Un viejo es una marioneta sin hilos, un títere sin titiritero, gobernado por recuerdos, pulsiones, imágenes y afectos o desafectos, que le asaltan y le abandonan sin causa externa ni voluntad interna. Este estado de agitación mental dificulta su relación con la realidad, que se le muestra extraña, huraña, y siempre ajena. Las palabras y los gestos de acercamiento al entorno próximo –amigos, familiares, vecinos- se frustran a medio camino y adquieren una apariencia estéril, fallida; los intentos argumentales de entender el entorno lejano –la política, la sociedad, la naturaleza- se convierten en clichés apenas formulados y desaparecen de inmediato en la niebla del olvido, que puede ser instantáneo: el fulgor de un recuerdo que parece llamado a explicar el presente y se desvanece apenas entrevisto.
El olvido, he aquí el contrincante principal del viejo, que intenta frenar la vertiginosa deriva cuesta abajo que le lleva a él.

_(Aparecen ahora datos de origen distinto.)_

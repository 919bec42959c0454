//! Where robot-voice keeps its files.
//!
//! `settings.toml` lives in the per-user config dir.  The conversation
//! history of every pipeline shares one JSON file in the local data dir, so
//! restarting the service resumes each dialogue where it stopped.
//!
//! ```text
//! config_dir()/robot-voice/settings.toml
//! data_local_dir()/robot-voice/conversation_history.json
//! ```

use std::path::PathBuf;

/// Resolved locations of the settings and history files.
#[derive(Debug, Clone)]
pub struct AppPaths {
    /// Directory for `settings.toml`.
    pub config_dir: PathBuf,
    /// Full path to `settings.toml`.
    pub settings_file: PathBuf,
    /// Directory holding the history file.
    pub data_dir: PathBuf,
    /// Shared history file of all pipelines.
    pub history_file: PathBuf,
}

impl AppPaths {
    const APP_NAME: &'static str = "robot-voice";

    /// Platform directories from `dirs`, or `./robot-voice` when the
    /// platform has none.
    pub fn new() -> Self {
        let config_dir = dirs::config_dir()
            .unwrap_or_else(|| PathBuf::from("."))
            .join(Self::APP_NAME);

        let data_dir = dirs::data_local_dir()
            .unwrap_or_else(|| PathBuf::from("."))
            .join(Self::APP_NAME);

        let settings_file = config_dir.join("settings.toml");
        let history_file = data_dir.join("conversation_history.json");

        Self {
            config_dir,
            settings_file,
            data_dir,
            history_file,
        }
    }
}

impl Default for AppPaths {
    fn default() -> Self {
        Self::new()
    }
}
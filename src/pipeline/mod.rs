//! Pipeline orchestrator module.
//!
//! This module composes the command router and the sentence segmenter with
//! the external speech/LLM/synthesis engines into the two request flows,
//! and serializes engine access through one gate.
//!
//! # Architecture
//!
//! ```text
//!                    PipelineOrchestrator
//!                            │
//!        ┌───────────────────┼───────────────────────┐
//!        ▼                   ▼                       ▼
//!  RobotPipeline      AssistantPipeline         status()
//!   │ router             │ segmenter               (never waits)
//!   │ history            │ history
//!   └──────┬─────────────┘
//!          ▼
//!     EngineGate  (FIFO, one generation at a time)
//!          │
//!          ▼
//!  spawn_blocking(SpeechRecognizer / GenerationEngine / SpeechSynthesizer)
//! ```
//!
//! # Quick start
//!
//! ```rust,no_run
//! use std::sync::Arc;
//! use robot_voice::config::AppConfig;
//! use robot_voice::pipeline::{Engines, PipelineOrchestrator};
//! # use robot_voice::llm::GenerationEngine;
//! # use robot_voice::stt::SpeechRecognizer;
//! # fn make_stt() -> Arc<dyn SpeechRecognizer> { unimplemented!() }
//! # fn make_llm() -> Arc<dyn GenerationEngine> { unimplemented!() }
//!
//! #[tokio::main]
//! async fn main() {
//!     let mut config = AppConfig::default();
//!     config.pipelines = vec!["robot".into()];
//!
//!     let engines = Engines { stt: make_stt(), llm: make_llm(), tts: None };
//!     let orchestrator = PipelineOrchestrator::from_config(&config, engines).unwrap();
//!
//!     let wav = std::fs::read("orden.wav").unwrap();
//!     let response = orchestrator.robot().unwrap().command(wav).await.unwrap();
//!     println!("{:?}", response.actions.kinds());
//! }
//! ```

pub mod assistant;
pub mod gate;
pub mod registry;
pub mod robot;
pub mod runner;
pub mod state;

#[cfg(test)]
pub(crate) mod testing;

// ---------------------------------------------------------------------------
// Public re-exports
// ---------------------------------------------------------------------------

pub use assistant::{AssistantPipeline, ChatAudio, ChatStream, ChatText, ChatTiming};
pub use gate::{EngineGate, GateGuard};
pub use registry::PipelineKind;
pub use robot::{CommandResponse, CommandTiming, RobotPipeline, RoutedBy};
pub use runner::{Engines, PipelineError, PipelineOrchestrator};
pub use state::{ModelSummary, StatusReport};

Pero lo hace pedaleando contra el tiempo por el único medio disponible: la recuperación del pasado, o mejor dicho, de las voces y los gestos del pasado. Es un recurso fraudulento, además de inútil. Los humanos vivimos en la historia y el viejo está saliendo de la escena donde se representa sin posibilidad alguna de retorno.
En este caso, el viejo quiere, literalmente, volver al escenario y que un titiritero gobierne sus palabras y sus gestos. De joven, estuvo fascinado por el teatro e hizo algunos pinitos como actor y director de escena, que se frustraron porque la realidad es siempre más fuerte y torticera que los sueños. Ahora, querría volver a un escenario, todavía tiene memoria y movilidad para encarnar un papel, y así se lo ha pedido en ocasiones a una antigua amiga, actriz, que no toma en serio sus demandas. Hasta para construir algo tan volátil como una representación teatral es necesario cierto grado de incentivo, afecto y voluntad, que escasea en la edad tardía.
Al viejo le gusta verse como un personaje de Beckett: un despojo que nada tiene que contar pero que, si cesa de emitir esos sonidos articulados que llamamos palabras, su propio silencio le oprime la garganta y le priva del aire que necesita para seguir vivo, lo que quiera que eso signifique. Es un personaje que monologa en un presente continuo, donde el pasado se ha desvanecido y el futuro no llega, quizá porque no existe. Pero mejor ser una voz en medio de la desolación, aunque sea inaudible, que un manojo de huesos o un montoncito de cenizas.
El discurso se acerca a las quinientas palabras, un término razonable para recuperar el resuello hasta la próxima. El viejo se mira en el espejo del folio ennegrecido por el enjambre de las letras y se siente complacido. Se reconoce vagamente en la impostura de lo escrito aunque no sea un autorretrato; más bien, un retrato pintado por Francis Bacon, pero que vale para seguir tirando. Otro día, otro afán.